Dari contoh kasus ini, pihak pengelola proyek pemerintah kemudian tidak berani mencairkan anggaran, meskipun dananya sudah tersedia. Sebab payung hukumnya belum jelas. “Ada rasa kuatir dan takut dari pihak pengelola proyek dan pihak rekanan, jangan sampai jadi temuan hukum,” tegasnya.
Supaya masalah ini tidak berlarut-larut, sampai Presiden Joko Widodo mencak-mencak dalam forum rapat kabinet karena serapan dana APBD masih rendah sekali, Hasdar menyarankan agar pemerintah segera mengeluarkan regulasi, apakah Perpres, Perpu, dan PP.

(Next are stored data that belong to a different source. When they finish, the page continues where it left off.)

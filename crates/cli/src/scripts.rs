//! Scripts bundled with the binary.

use {
    herald_robot::{
        ListenerOptions, Next, ReceiveContext, Response, RobotBuilder, async_handler_fn, from_fn,
    },
    time::OffsetDateTime,
    tracing::debug,
};

/// Register the built-in listeners and a receive stage that logs each
/// inbound message.
pub fn register(builder: &mut RobotBuilder) -> herald_robot::Result<()> {
    builder.receive_middleware(from_fn(|ctx: &mut ReceiveContext| {
        let message = &ctx.response.message;
        debug!(
            kind = message.kind(),
            user = %message.user().id,
            id = message.id().unwrap_or_default(),
            "inbound message"
        );
        Ok(Next::Continue)
    }));

    builder
        .respond(
            "(?i)ping$",
            ListenerOptions::with_id("ping"),
            async_handler_fn(|res: Response| async move {
                res.send(["PONG"]).await;
                anyhow::Ok(())
            }),
        )?
        .respond(
            "(?i)echo (.+)$",
            ListenerOptions::with_id("echo"),
            async_handler_fn(|res: Response| async move {
                let text = res.group(1).unwrap_or_default().to_string();
                res.send([text]).await;
                anyhow::Ok(())
            }),
        )?
        .respond(
            "(?i)time$",
            ListenerOptions::with_id("time"),
            async_handler_fn(|res: Response| async move {
                let now = OffsetDateTime::now_utc();
                res.send([format!(
                    "Server time is: {} {:02}:{:02}:{:02} UTC",
                    now.date(),
                    now.hour(),
                    now.minute(),
                    now.second()
                )])
                .await;
                anyhow::Ok(())
            }),
        )?
        .catch_all(
            ListenerOptions::with_id("fallback"),
            async_handler_fn(|res: Response| async move {
                let reply = match res.message.as_text() {
                    Some(text) => format!("I didn't understand \"{}\".", text.text),
                    None => "I didn't understand that.".to_string(),
                };
                res.reply([reply]).await;
                anyhow::Ok(())
            }),
        );
    Ok(())
}

#[allow(clippy::unwrap_used, clippy::expect_used)]
#[cfg(test)]
mod tests {
    use std::sync::{Arc, Mutex};

    use {
        anyhow::Result,
        async_trait::async_trait,
        herald_robot::{Adapter, Envelope, Message, Method, Robot, SendCallback, User},
        rstest::rstest,
    };

    use super::*;

    #[derive(Default)]
    struct Capture(Mutex<Vec<(Method, String)>>);

    impl Capture {
        fn take(&self) -> Vec<(Method, String)> {
            std::mem::take(&mut *self.0.lock().unwrap_or_else(|e| e.into_inner()))
        }
    }

    #[async_trait]
    impl Adapter for Capture {
        fn name(&self) -> &str {
            "capture"
        }

        async fn send(&self, _: &Envelope, strings: Vec<String>, _: Option<SendCallback>) -> Result<()> {
            let mut calls = self.0.lock().unwrap_or_else(|e| e.into_inner());
            calls.extend(strings.into_iter().map(|s| (Method::Send, s)));
            Ok(())
        }

        async fn reply(&self, _: &Envelope, strings: Vec<String>, _: Option<SendCallback>) -> Result<()> {
            let mut calls = self.0.lock().unwrap_or_else(|e| e.into_inner());
            calls.extend(strings.into_iter().map(|s| (Method::Reply, s)));
            Ok(())
        }
    }

    fn robot() -> (Robot, Arc<Capture>) {
        let capture = Arc::new(Capture::default());
        let mut builder = Robot::builder("herald");
        builder.alias("/").shared_adapter(capture.clone());
        register(&mut builder).unwrap();
        (builder.build().unwrap(), capture)
    }

    async fn say(robot: &Robot, text: &str) {
        robot
            .receive(Message::text(User::new("1").with_room("Shell"), text))
            .await;
    }

    #[rstest]
    #[case("herald ping", "PONG")]
    #[case("/PING", "PONG")]
    #[case("@herald: echo hello there", "hello there")]
    #[tokio::test]
    async fn addressed_commands(#[case] input: &str, #[case] expected: &str) {
        let (robot, capture) = robot();
        say(&robot, input).await;
        assert_eq!(capture.take(), [(Method::Send, expected.to_string())]);
    }

    #[tokio::test]
    async fn time_reports_utc() {
        let (robot, capture) = robot();
        say(&robot, "herald time").await;
        let calls = capture.take();
        assert_eq!(calls.len(), 1);
        assert!(calls[0].1.starts_with("Server time is: "));
        assert!(calls[0].1.ends_with(" UTC"));
    }

    #[tokio::test]
    async fn unaddressed_text_falls_back() {
        let (robot, capture) = robot();
        say(&robot, "ping").await;
        assert_eq!(capture.take(), [(
            Method::Reply,
            "I didn't understand \"ping\".".to_string()
        )]);
    }
}
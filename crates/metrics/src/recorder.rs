//! Metrics recorder initialization and configuration.

use {anyhow::Result, tracing::info};

/// Handle to the installed recorder.
#[derive(Clone)]
pub struct MetricsHandle {
    #[cfg(feature = "prometheus")]
    prometheus_handle: metrics_exporter_prometheus::PrometheusHandle,
}

impl MetricsHandle {
    /// Render metrics in Prometheus text format.
    ///
    /// Returns an empty string when the `prometheus` feature is off.
    #[must_use]
    pub fn render(&self) -> String {
        #[cfg(feature = "prometheus")]
        {
            self.prometheus_handle.render()
        }
        #[cfg(not(feature = "prometheus"))]
        {
            String::new()
        }
    }
}

/// Configuration for the metrics system.
#[derive(Debug, Clone, Default)]
pub struct MetricsRecorderConfig {
    /// Whether metrics collection is enabled
    pub enabled: bool,
    /// Global labels to add to all metrics
    pub global_labels: Vec<(String, String)>,
}

/// Initialize the metrics system.
///
/// Call once at startup. With the `prometheus` feature this installs a global
/// Prometheus recorder; otherwise the facade stays a no-op.
///
/// # Errors
///
/// Returns an error if a recorder is already installed.
pub fn init_metrics(config: MetricsRecorderConfig) -> Result<MetricsHandle> {
    if !config.enabled {
        info!("metrics collection is disabled");
        return Ok(MetricsHandle {
            #[cfg(feature = "prometheus")]
            prometheus_handle: metrics_exporter_prometheus::PrometheusBuilder::new()
                .build_recorder()
                .handle(),
        });
    }

    #[cfg(feature = "prometheus")]
    {
        let handle = init_prometheus(config)?;
        info!("prometheus metrics recorder installed");
        Ok(MetricsHandle {
            prometheus_handle: handle,
        })
    }

    #[cfg(not(feature = "prometheus"))]
    {
        let _ = config;
        info!("metrics feature not enabled at compile time");
        Ok(MetricsHandle {})
    }
}

#[cfg(feature = "prometheus")]
fn init_prometheus(
    config: MetricsRecorderConfig,
) -> Result<metrics_exporter_prometheus::PrometheusHandle> {
    use {
        crate::buckets,
        metrics_exporter_prometheus::{Matcher, PrometheusBuilder},
    };

    let mut builder = PrometheusBuilder::new().set_buckets_for_metric(
        Matcher::Suffix("_duration_seconds".to_string()),
        &buckets::DISPATCH_DURATION,
    )?;

    for (key, value) in config.global_labels {
        builder = builder.add_global_label(key, value);
    }

    // Installs globally without spawning an HTTP listener.
    let handle = builder.install_recorder()?;
    Ok(handle)
}

#[allow(clippy::unwrap_used, clippy::expect_used)]
#[cfg(test)]
mod tests {
    use super::*;

    #[test]
    fn disabled_recorder_renders_nothing_interesting() {
        let handle = init_metrics(MetricsRecorderConfig::default()).unwrap();
        let output = handle.render();
        assert!(!output.contains("herald_dispatch"));
    }

    #[test]
    fn metric_names_share_prefix() {
        for name in [
            crate::dispatch::MESSAGES_RECEIVED_TOTAL,
            crate::listeners::EXECUTED_TOTAL,
            crate::middleware::FAILURES_TOTAL,
            crate::outbound::STRINGS_SENT_TOTAL,
            crate::brain::SAVES_TOTAL,
        ] {
            assert!(name.starts_with("herald_"), "{name}");
        }
    }
}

“Regulasinya harus jelas dan segera diturunkan dari pusat ke daerah. Saya kira jangan sebatas wacana atau diskusi regulasi. Segera turunkan supaya cepat daya serap anggaran,” kata Hasdar sembari menambahkan bila daya serap APBN tinggi, maka roda perekonomian masyarakat akan berjalan dengan baik.
Berdasarkan data yang dilansir Kompas TV, anggaran pemerintah untuk penanganan Covid-19 terbilang sangat besar. Untuk bidang kesehatan pemerintah menyiapkan dana Rp 87,55 Triliun namun realisasinya baru sekitar 1,5 persen, bidang perlindungan sosial Rp 203,9 Triliun realisasinya 28,6 persen.
Bidang insentif usaha Rp 120,6 Triliun dengan realisasi 6,8 persen, bidang UMKM, pemerintah menyediakan dana Rp 123,4 Triliun dan realisasinya baru 0,06 persen. Serta dana kementerian dan lembaga Rp 106,1 Triliun dengan realisasi 3,6 persen.
Faktor kedua yang menyebabkan daya serap anggaran rendah, banyaknya pekerjaan proyek pemerintah yang tidak terlaksana sebagaimana mestinya akibat pandemi Covid-19. Banyak pekerjaan terhenti sementara, karena orang tidak bisa keluar rumah akibat adanya Pembatasan Sosial Berskala Besar (PSBB).
Kemudian ada daerah yang menutup akses masuk ke lokasi pekerjaan. “Mereka tutup akses masuk. Mereka tahan orang masuk, sehingga rekanan tidak bisa memobilisasi tenaga kerja ke lokasi pekerjaan. Ini juga menjadi faktor penghambat sehingga pekerjaan tidak segera selesai,” tutup Hasdar.